Es gibt Bücher, die einen so großen Einfluss auf die Popkultur genommen haben, dass man zumindest ihre Titel schon mal in dem einen oder anderen Zusammenhang gehört hat, selbst wenn man die Bücher selbst nicht gelesen hat. Der Fänger im Roggen von J.D. Salinger gehört dazu, Ich habe dir nie einen Rosengarten versprochen von Joanne Greenberg – oder Bist du da, Gott? Ich bin’s, Margaret von Judy Blume. Alle drei handeln vom Erwachsenwerden und den kleinen, großen und sogar gewaltigen Problemen, die damit einher gehen, und alle sind bereits viele Jahrzehnte alt.
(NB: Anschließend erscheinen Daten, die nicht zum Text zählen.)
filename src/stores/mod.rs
//! File-backed stores. Each store owns one JSON document under the data
//! directory and serializes its load -> mutate -> persist cycle behind a
//! per-store mutex. Documents are read-repaired on every load: missing
//! fields are defaulted, schema migrations applied, and the repaired form
//! is written back once if it differs from what was on disk. A missing or
//! unparsable file resets to the empty initial document; corruption is
//! never surfaced to callers.

pub mod attempt_store;
pub mod quiz_store;
pub mod temp_grid_store;
pub mod ticket_store;

pub use attempt_store::AttemptStore;
pub use quiz_store::QuizStore;
pub use temp_grid_store::TempGridStore;
pub use ticket_store::TicketStore;

use serde::de::DeserializeOwned;
use serde::Serialize;
use serde_json::Value;
use std::path::Path;
use tokio::fs;

use crate::error::Result;

pub(crate) async fn load_document<T>(path: &Path, repair: impl FnOnce(&mut T)) -> Result<T>
where
    T: Default + Serialize + DeserializeOwned,
{
    let raw = match fs::read(path).await {
        Ok(bytes) => bytes,
        Err(err) if err.kind() == std::io::ErrorKind::NotFound => {
            let mut doc = T::default();
            repair(&mut doc);
            persist_document(path, &doc).await?;
            return Ok(doc);
        }
        Err(err) => return Err(err.into()),
    };

    let on_disk: Option<Value> = serde_json::from_slice(&raw).ok();
    let mut doc: T = on_disk
        .as_ref()
        .and_then(|value| serde_json::from_value(value.clone()).ok())
        .unwrap_or_default();
    repair(&mut doc);

    let repaired = serde_json::to_value(&doc)?;
    if on_disk.as_ref() != Some(&repaired) {
        persist_document(path, &doc).await?;
    }

    Ok(doc)
}

pub(crate) async fn persist_document<T: Serialize>(path: &Path, doc: &T) -> Result<()> {
    if let Some(parent) = path.parent() {
        fs::create_dir_all(parent).await?;
    }
    fs::write(path, serde_json::to_string_pretty(doc)?).await?;
    Ok(())
}
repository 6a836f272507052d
use axum::{
    body::Body,
    http::{header, Request, StatusCode},
    Router,
};
use serde_json::{json, Value};
use tcat_portal_backend::{config::Config, routes, AppState};
use tempfile::TempDir;
use tower::ServiceExt;

fn setup_app() -> (Router, TempDir) {
    let data_dir = TempDir::new().expect("temp data dir");
    let state = AppState::new(Config {
        server_address: "127.0.0.1:0".to_string(),
        data_dir: data_dir.path().to_path_buf(),
        admin_user: "admin".to_string(),
        admin_pass: "letmein".to_string(),
        session_secret: "test-secret".to_string(),
        production: false,
    });
    (routes::router(state), data_dir)
}

fn json_request(method: &str, uri: &str, body: Value) -> Request<Body> {
    Request::builder()
        .method(method)
        .uri(uri)
        .header(header::CONTENT_TYPE, "application/json")
        .body(Body::from(body.to_string()))
        .unwrap()
}

async fn read_json(resp: axum::response::Response) -> Value {
    let bytes = axum::body::to_bytes(resp.into_body(), usize::MAX)
        .await
        .unwrap();
    serde_json::from_slice(&bytes).unwrap()
}

async fn login_cookie(app: &Router) -> String {
    let resp = app
        .clone()
        .oneshot(json_request(
            "POST",
            "/api/admin/login",
            json!({"username": "admin", "password": "letmein"}),
        ))
        .await
        .unwrap();
    assert_eq!(resp.status(), StatusCode::OK);
    let set_cookie = resp
        .headers()
        .get(header::SET_COOKIE)
        .expect("login sets a cookie")
        .to_str()
        .unwrap();
    set_cookie.split(';').next().unwrap().to_string()
}

#[tokio::test]
async fn login_rejects_bad_credentials() {
    let (app, _data_dir) = setup_app();

    let resp = app
        .clone()
        .oneshot(json_request(
            "POST",
            "/api/admin/login",
            json!({"username": "admin", "password": "wrong"}),
        ))
        .await
        .unwrap();
    assert_eq!(resp.status(), StatusCode::UNAUTHORIZED);
    assert!(resp.headers().get(header::SET_COOKIE).is_none());

    let resp = app
        .oneshot(json_request(
            "POST",
            "/api/admin/login",
            json!({"username": "", "password": ""}),
        ))
        .await
        .unwrap();
    assert_eq!(resp.status(), StatusCode::BAD_REQUEST);
}

#[tokio::test]
async fn login_cookie_carries_session_attributes() {
    let (app, _data_dir) = setup_app();

    let resp = app
        .oneshot(json_request(
            "POST",
            "/api/admin/login",
            json!({"username": "admin", "password": "letmein"}),
        ))
        .await
        .unwrap();
    assert_eq!(resp.status(), StatusCode::OK);

    let set_cookie = resp
        .headers()
        .get(header::SET_COOKIE)
        .unwrap()
        .to_str()
        .unwrap();
    assert!(set_cookie.starts_with("tcat_admin="));
    assert!(set_cookie.contains("HttpOnly"));
    assert!(set_cookie.contains("SameSite=Strict"));
    assert!(set_cookie.contains("Max-Age=28800"));
}

#[tokio::test]
async fn admin_routes_require_a_valid_session() {
    let (app, _data_dir) = setup_app();

    let unauthenticated = app
        .clone()
        .oneshot(
            Request::builder()
                .uri("/api/admin/quizzes")
                .body(Body::empty())
                .unwrap(),
        )
        .await
        .unwrap();
    assert_eq!(unauthenticated.status(), StatusCode::UNAUTHORIZED);

    let forged = app
        .clone()
        .oneshot(
            Request::builder()
                .uri("/api/admin/quizzes")
                .header(header::COOKIE, "tcat_admin=not-a-real-token")
                .body(Body::empty())
                .unwrap(),
        )
        .await
        .unwrap();
    assert_eq!(forged.status(), StatusCode::UNAUTHORIZED);

    let cookie = login_cookie(&app).await;
    let authenticated = app
        .oneshot(
            Request::builder()
                .uri("/api/admin/quizzes")
                .header(header::COOKIE, cookie)
                .body(Body::empty())
                .unwrap(),
        )
        .await
        .unwrap();
    assert_eq!(authenticated.status(), StatusCode::OK);
}

#[tokio::test]
async fn session_endpoint_reports_cookie_state() {
    let (app, _data_dir) = setup_app();

    let resp = app
        .clone()
        .oneshot(
            Request::builder()
                .uri("/api/admin/session")
                .body(Body::empty())
                .unwrap(),
        )
        .await
        .unwrap();
    assert_eq!(read_json(resp).await, json!({"authenticated": false}));

    let cookie = login_cookie(&app).await;
    let resp = app
        .oneshot(
            Request::builder()
                .uri("/api/admin/session")
                .header(header::COOKIE, cookie)
                .body(Body::empty())
                .unwrap(),
        )
        .await
        .unwrap();
    assert_eq!(read_json(resp).await, json!({"authenticated": true}));
}

#[tokio::test]
async fn logout_clears_the_cookie() {
    let (app, _data_dir) = setup_app();

    let resp = app
        .oneshot(json_request("POST", "/api/admin/logout", json!({})))
        .await
        .unwrap();
    assert_eq!(resp.status(), StatusCode::OK);

    let set_cookie = resp
        .headers()
        .get(header::SET_COOKIE)
        .unwrap()
        .to_str()
        .unwrap();
    assert!(set_cookie.starts_with("tcat_admin=;"));
    assert!(set_cookie.contains("Max-Age=0"));
}
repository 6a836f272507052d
use axum::{
    http::StatusCode,
    response::{IntoResponse, Json},
};
use serde_json::json;

pub type Result<T> = std::result::Result<T, Error>;

#[derive(Debug, thiserror::Error)]
pub enum Error {
    #[error("Configuration error: {0}")]
    Config(String),

    #[error("Bad request: {0}")]
    BadRequest(String),

    #[error("Unauthorized: {0}")]
    Unauthorized(String),

    #[error("Not found: {0}")]
    NotFound(String),

    #[error("Conflict: {0}")]
    Conflict(String),

    #[error("Validation error: {0}")]
    Validation(#[from] validator::ValidationErrors),

    #[error("JSON error: {0}")]
    Json(#[from] serde_json::Error),

    #[error(transparent)]
    Anyhow(#[from] anyhow::Error),

    #[error("Internal error: {0}")]
    Internal(String),

    #[error("IO error: {0}")]
    Io(#[from] std::io::Error),
}

impl IntoResponse for Error {
    fn into_response(self) -> axum::response::Response {
        let (status, error_message) = match self {
            Error::BadRequest(msg) => (StatusCode::BAD_REQUEST, msg),
            Error::Unauthorized(msg) => (StatusCode::UNAUTHORIZED, msg),
            Error::NotFound(msg) => (StatusCode::NOT_FOUND, msg),
            Error::Conflict(msg) => (StatusCode::CONFLICT, msg),
            Error::Validation(err) => (StatusCode::BAD_REQUEST, err.to_string()),
            Error::Json(err) => (StatusCode::BAD_REQUEST, err.to_string()),
            Error::Internal(msg) => (StatusCode::INTERNAL_SERVER_ERROR, msg),
            Error::Io(err) => (StatusCode::INTERNAL_SERVER_ERROR, err.to_string()),
            Error::Anyhow(err) => (StatusCode::BAD_REQUEST, err.to_string()),
            _ => (
                StatusCode::INTERNAL_SERVER_ERROR,
                "An unexpected error occurred".to_string(),
            ),
        };

        let body = Json(json!({ "error": error_message }));
        (status, body).into_response()
    }
}
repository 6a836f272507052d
use axum::{http::StatusCode, response::IntoResponse, Json};
use serde_json::json;

#[axum::debug_handler]
pub async fn health() -> impl IntoResponse {
    let body = json!({
        "status": "ok",
    });
    (StatusCode::OK, Json(body))
}
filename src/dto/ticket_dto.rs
use serde::{Deserialize, Serialize};
use validator::Validate;

use super::not_blank;
use crate::models::ticket::Ticket;

#[derive(Debug, Clone, Deserialize, Validate)]
#[serde(rename_all = "camelCase")]
pub struct CreateTicketPayload {
    #[serde(default)]
    pub team_leader: String,
    #[serde(default)]
    pub team_members: String,
    /// Older clients still send this as `completionDateTime`.
    #[serde(alias = "completionDateTime")]
    #[validate(custom(function = not_blank))]
    pub creation_date_time: String,
    pub status: String,
    #[validate(custom(function = not_blank))]
    pub subject: String,
    #[validate(custom(function = not_blank))]
    pub break_down: String,
    #[serde(default)]
    pub resolution: String,
}

#[derive(Debug, Clone, Deserialize, Validate)]
#[serde(rename_all = "camelCase")]
pub struct UpdateTicketPayload {
    pub team_leader: Option<String>,
    pub team_members: Option<String>,
    #[serde(alias = "completionDateTime")]
    #[validate(custom(function = not_blank))]
    pub creation_date_time: Option<String>,
    pub status: Option<String>,
    #[validate(custom(function = not_blank))]
    pub subject: Option<String>,
    #[validate(custom(function = not_blank))]
    pub break_down: Option<String>,
    pub resolution: Option<String>,
}

#[derive(Debug, Clone, Serialize)]
pub struct TicketListResponse {
    pub tickets: Vec<Ticket>,
}
use std::path::PathBuf;
use std::sync::Arc;

use chrono::{Duration, Utc};
use serde::{Deserialize, Serialize};
use tokio::sync::Mutex;

use super::{load_document, persist_document};
use crate::error::Result;
use crate::models::attempt::{normalize_participant_name, participant_key, QuizAttempt};

#[derive(Debug, Default, Serialize, Deserialize)]
#[serde(default, rename_all = "camelCase")]
struct Counters {
    attempt_id: i64,
}

#[derive(Debug, Default, Serialize, Deserialize)]
#[serde(default, rename_all = "camelCase")]
struct AttemptDocument {
    counters: Counters,
    attempts: Vec<QuizAttempt>,
}

#[derive(Debug, Clone)]
pub struct NewAttempt {
    pub quiz_id: i64,
    pub quiz_code: String,
    pub participant_name: String,
    pub duration_minutes: i64,
}

#[derive(Clone)]
pub struct AttemptStore {
    path: PathBuf,
    lock: Arc<Mutex<()>>,
}

impl AttemptStore {
    pub fn new(path: impl Into<PathBuf>) -> Self {
        Self {
            path: path.into(),
            lock: Arc::new(Mutex::new(())),
        }
    }

    async fn load(&self) -> Result<AttemptDocument> {
        // Completion fields on older rows default through serde; the
        // shared loader persists the filled-in form.
        load_document(&self.path, |_doc: &mut AttemptDocument| {}).await
    }

    /// The authoritative attempt for `(quiz_id, participant)`: the one with
    /// the greatest `created_at`, ties breaking toward the higher id. The
    /// participant name is matched on its trimmed, lower-cased key.
    pub async fn latest_attempt(
        &self,
        quiz_id: i64,
        participant_name: &str,
    ) -> Result<Option<QuizAttempt>> {
        let key = participant_key(participant_name);
        let _guard = self.lock.lock().await;
        let doc = self.load().await?;
        Ok(doc
            .attempts
            .into_iter()
            .filter(|a| a.quiz_id == quiz_id && a.participant_key == key)
            .max_by_key(|a| (a.created_at, a.id)))
    }

    /// Always inserts a new row. Callers check `latest_attempt` first and
    /// only create when the participant has no prior attempt.
    pub async fn create_attempt(&self, input: NewAttempt) -> Result<QuizAttempt> {
        let _guard = self.lock.lock().await;
        let mut doc = self.load().await?;

        let now = Utc::now();
        doc.counters.attempt_id += 1;
        let attempt = QuizAttempt {
            id: doc.counters.attempt_id,
            quiz_id: input.quiz_id,
            quiz_code: input.quiz_code,
            participant_name: normalize_participant_name(&input.participant_name),
            participant_key: participant_key(&input.participant_name),
            started_at: now,
            expires_at: now + Duration::minutes(input.duration_minutes),
            is_completed: false,
            completed_at: None,
            score: None,
            total_questions: None,
            created_at: now,
            updated_at: now,
        };
        doc.attempts.push(attempt.clone());
        persist_document(&self.path, &doc).await?;
        Ok(attempt)
    }

    /// Terminal transition. Unknown ids return `None`; calling twice
    /// simply overwrites the previous score and completion time.
    pub async fn mark_completed(
        &self,
        attempt_id: i64,
        score: i64,
        total_questions: i64,
    ) -> Result<Option<QuizAttempt>> {
        let _guard = self.lock.lock().await;
        let mut doc = self.load().await?;

        let Some(attempt) = doc.attempts.iter_mut().find(|a| a.id == attempt_id) else {
            return Ok(None);
        };

        let now = Utc::now();
        attempt.is_completed = true;
        attempt.completed_at = Some(now);
        attempt.score = Some(score);
        attempt.total_questions = Some(total_questions);
        attempt.updated_at = now;

        let attempt = attempt.clone();
        persist_document(&self.path, &doc).await?;
        Ok(Some(attempt))
    }

    pub async fn list_attempts(&self) -> Result<Vec<QuizAttempt>> {
        let _guard = self.lock.lock().await;
        Ok(self.load().await?.attempts)
    }
}
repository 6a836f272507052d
use axum::{
    extract::{Path, State},
    http::StatusCode,
    response::{IntoResponse, Json},
};
use validator::Validate;

use crate::{
    dto::quiz_dto::{CreateQuestionPayload, QuestionBankResponse, UpdateQuestionPayload},
    error::{Error, Result},
    stores::quiz_store::{NewQuestion, QuestionPatch},
    AppState,
};

use super::quizzes::options_array;

#[axum::debug_handler]
pub async fn list_bank_questions(State(state): State<AppState>) -> Result<impl IntoResponse> {
    let questions = state.quizzes.list_question_bank().await?;
    Ok(Json(QuestionBankResponse { questions }))
}

#[axum::debug_handler]
pub async fn create_bank_question(
    State(state): State<AppState>,
    Json(payload): Json<CreateQuestionPayload>,
) -> Result<impl IntoResponse> {
    payload.validate()?;
    let question = state
        .quizzes
        .create_bank_question(NewQuestion {
            prompt: payload.prompt,
            options: options_array(payload.options)?,
            correct_option: payload.correct_option,
        })
        .await?;
    Ok((StatusCode::CREATED, Json(question)))
}

#[axum::debug_handler]
pub async fn update_bank_question(
    State(state): State<AppState>,
    Path(question_id): Path<i64>,
    Json(payload): Json<UpdateQuestionPayload>,
) -> Result<impl IntoResponse> {
    payload.validate()?;
    if payload.is_empty() {
        return Err(Error::BadRequest(
            "No fields provided for update.".to_string(),
        ));
    }

    let options = payload.options.map(options_array).transpose()?;
    let question = state
        .quizzes
        .update_bank_question(
            question_id,
            QuestionPatch {
                prompt: payload.prompt,
                options,
                correct_option: payload.correct_option,
            },
        )
        .await?
        .ok_or_else(|| Error::NotFound("Question not found.".to_string()))?;
    Ok(Json(question))
}

#[axum::debug_handler]
pub async fn delete_bank_question(
    State(state): State<AppState>,
    Path(question_id): Path<i64>,
) -> Result<impl IntoResponse> {
    if !state.quizzes.delete_bank_question(question_id).await? {
        return Err(Error::NotFound("Question not found.".to_string()));
    }
    Ok(StatusCode::NO_CONTENT)
}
Letzteren habe ich tatsächlich nie gelesen, aber das Werk gehört zu den bekanntesten Titeln der Siebzigerjahre und wurde vom Time-Magazin zu einem der besten englischsprachigen Bücher der letzten hundert Jahre gewählt. Verfilmt wurde es erst vergangenes Jahr – und damit schneller als der um einiges ältere Der Fänger im Roggen. Der Film ist bei Netflix.
Are You There, God? It’s Me, Margaret.
Kaum aus dem Sommercamp nach New York City zurückgekehrt, erfährt die elfjährige Margaret (Abby Ryder Fortson), dass ihre Eltern (Rachel McAdams und Benny Safdie) beschlossen haben, nach New Jersey zu ziehen. Weder das Mädchen noch seine Großmutter (Kathy Bates) sind davon begeistert. Doch Margaret findet schnell neue Freundinnen, mit denen sie darum wetteifert, wer als erste einen BH trägt oder ihre Periode bekommt. Und mit dem Nachbarjungen Moose (Aidan Wojtak-Hissong) gibt es sogar einen niedlichen Jungen, in den sie sich verguckt.
Der etwas ungewöhnliche und sperrige Titel rührt daher, dass Margaret eine christliche Mutter und einen jüdischen Vater hat und selbst konfessionslos aufwächst. Ihre Eltern meinen, sie solle sich eine Religion aussuchen, wenn sie alt genug ist, und als ihr Lehrer (Echo Kellum) ihr als Schulprojekt aufträgt, einen Aufsatz über die verschiedenen Religionen und ihre spirituelle Suche zu schreiben, geht sie mit ihrer Großmutter in die Synagoge und mit ihren Freundinnen in diverse Kirchengemeinden. Doch nirgends findet sie, wonach sie sucht. Hinzukommt, dass ihre mütterlichen Großeltern, erzkonservative Christen, den Kontakt mit ihrer Tochter abgebrochen haben, nun aber Einfluss auf Margarets Entscheidung nehmen wollen, was zu einem Konflikt in der Familie führt.
Im Kern ist die Geschichte ein typischer Coming-of-Age-Film, der von der Suche nach Identität und Zugehörigkeit handelt. Margaret sucht ihren Platz in der Welt, nachdem sie aus ihrem bekannten Umfeld verpflanzt wurde. Außerdem erreicht sie in dem Jahr, in dem die Story spielt, die Pubertät mit all ihren unbekannten Schrecken.
Es werden dabei viele unterschiedliche, aber zusammenhängende Themen angesprochen. Die erste Periode, das Tragen eines BHs, der erste Kuss, das erste Verliebtsein und vieles mehr. Leider werden all diese Aspekte meist nur angerissen und nicht vertieft, das gilt auch für die verschiedenen Nebenstränge, die beispielsweise von der Suche der Mutter nach Erfüllung handeln. Manches wird auch viel zu schnell abgehakt, etwa die Einsamkeit der Großmutter, die sie Hals über Kopf in einer neuen Beziehung zu überwinden versucht. Das alles wird auf eine ruhige, unaufgeregte Art erzählt, nett, aber nicht spektakulär und vor allem auch nicht übermäßig originell.
Eine Reduktion auf einige wenige Themen hätte dem Drehbuch der Regisseurin Kelly Fremon Craig sicherlich gut getan, es hätte aber auch nicht geschadet, die vorhandenen Konflikte weiter auszubauen. Etwa das komplizierte Verhältnis Margarets zu ihren Freundinnen oder zu der Außenseiterin Laura (Isol Young), aber auch zum Nachbarsjungen Moose. Obwohl es viele gelungene Szenen gibt und man insgesamt gut unterhalten wird, bleibt das Gefühl, dass man aus all dem mehr hätte machen können und dass die Geschichte in ihrer Summe nicht ganz rund ist.